▸ Brief
Set down the complete data exactly as it appears below.

- Opening Delimiter -

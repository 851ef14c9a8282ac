//! Edge consistency: a shared boundary belongs to one player.

use super::Invariant;
use crate::typestate::GameInProgress;
use crate::types::Direction;

/// Invariant: wherever two tiles touch, both carry the same player's line
/// across the shared edge.
pub struct EdgeConsistencyInvariant;

impl Invariant<GameInProgress> for EdgeConsistencyInvariant {
    fn holds(game: &GameInProgress) -> bool {
        // East and south cover every shared boundary once.
        game.board.iter().all(|(cell, _)| {
            game.board.boundary_agrees(cell, Direction::East)
                && game.board.boundary_agrees(cell, Direction::South)
        })
    }

    fn description() -> &'static str {
        "Adjacent tiles agree on the colour of their shared edge"
    }
}
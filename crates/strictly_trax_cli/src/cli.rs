//! Command-line interface for strictly_trax.

use clap::{Args, Parser, Subcommand};
use std::path::PathBuf;
use strictly_trax::Variant;

/// Strictly Trax - replay and inspect Trax games
#[derive(Parser, Debug)]
#[command(name = "strictly_trax")]
#[command(about = "Replay Trax games and list legal moves", long_about = None)]
#[command(version)]
pub struct Cli {
    /// Subcommand to run
    #[command(subcommand)]
    pub command: Command,
}

/// Available commands
#[derive(Subcommand, Debug)]
pub enum Command {
    /// Replay a game and print the final position
    Replay(GameArgs),

    /// Replay a game and print every legal move from the final position
    Legal(GameArgs),
}

/// Game selection shared by every command
#[derive(Args, Debug)]
pub struct GameArgs {
    /// Rule preset (trax, trax-8x8, loop-trax)
    #[arg(long, default_value = "trax", conflicts_with = "config")]
    pub variant: Variant,

    /// TOML rule configuration file
    #[arg(short, long)]
    pub config: Option<PathBuf>,

    /// Read moves from a file, separated by whitespace
    #[arg(short, long, conflicts_with = "moves")]
    pub file: Option<PathBuf>,

    /// Pretty-print the JSON output
    #[arg(long)]
    pub pretty: bool,

    /// Moves in notation, e.g. @0+ a0/ b2\
    pub moves: Vec<String>,
}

- Closing Delimiter -

▸ Reply to the task
repository 851ef14c9a8282ac
//! Edge consistency: a shared boundary belongs to one player.

use super::Invariant;
use crate::typestate::GameInProgress;
use crate::types::Direction;

/// Invariant: wherever two tiles touch, both carry the same player's line
/// across the shared edge.
pub struct EdgeConsistencyInvariant;

impl Invariant<GameInProgress> for EdgeConsistencyInvariant {
    fn holds(game: &GameInProgress) -> bool {
        // East and south cover every shared boundary once.
        game.board.iter().all(|(cell, _)| {
            game.board.boundary_agrees(cell, Direction::East)
                && game.board.boundary_agrees(cell, Direction::South)
        })
    }

    fn description() -> &'static str {
        "Adjacent tiles agree on the colour of their shared edge"
    }
}
filename crates/strictly_trax_cli/src/cli.rs
//! Command-line interface for strictly_trax.

use clap::{Args, Parser, Subcommand};
use std::path::PathBuf;
use strictly_trax::Variant;

/// Strictly Trax - replay and inspect Trax games
#[derive(Parser, Debug)]
#[command(name = "strictly_trax")]
#[command(about = "Replay Trax games and list legal moves", long_about = None)]
#[command(version)]
pub struct Cli {
    /// Subcommand to run
    #[command(subcommand)]
    pub command: Command,
}

/// Available commands
#[derive(Subcommand, Debug)]
pub enum Command {
    /// Replay a game and print the final position
    Replay(GameArgs),

    /// Replay a game and print every legal move from the final position
    Legal(GameArgs),
}

/// Game selection shared by every command
#[derive(Args, Debug)]
pub struct GameArgs {
    /// Rule preset (trax, trax-8x8, loop-trax)
    #[arg(long, default_value = "trax", conflicts_with = "config")]
    pub variant: Variant,

    /// TOML rule configuration file
    #[arg(short, long)]
    pub config: Option<PathBuf>,

    /// Read moves from a file, separated by whitespace
    #[arg(short, long, conflicts_with = "moves")]
    pub file: Option<PathBuf>,

    /// Pretty-print the JSON output
    #[arg(long)]
    pub pretty: bool,

    /// Moves in notation, e.g. @0+ a0/ b2\
    pub moves: Vec<String>,
}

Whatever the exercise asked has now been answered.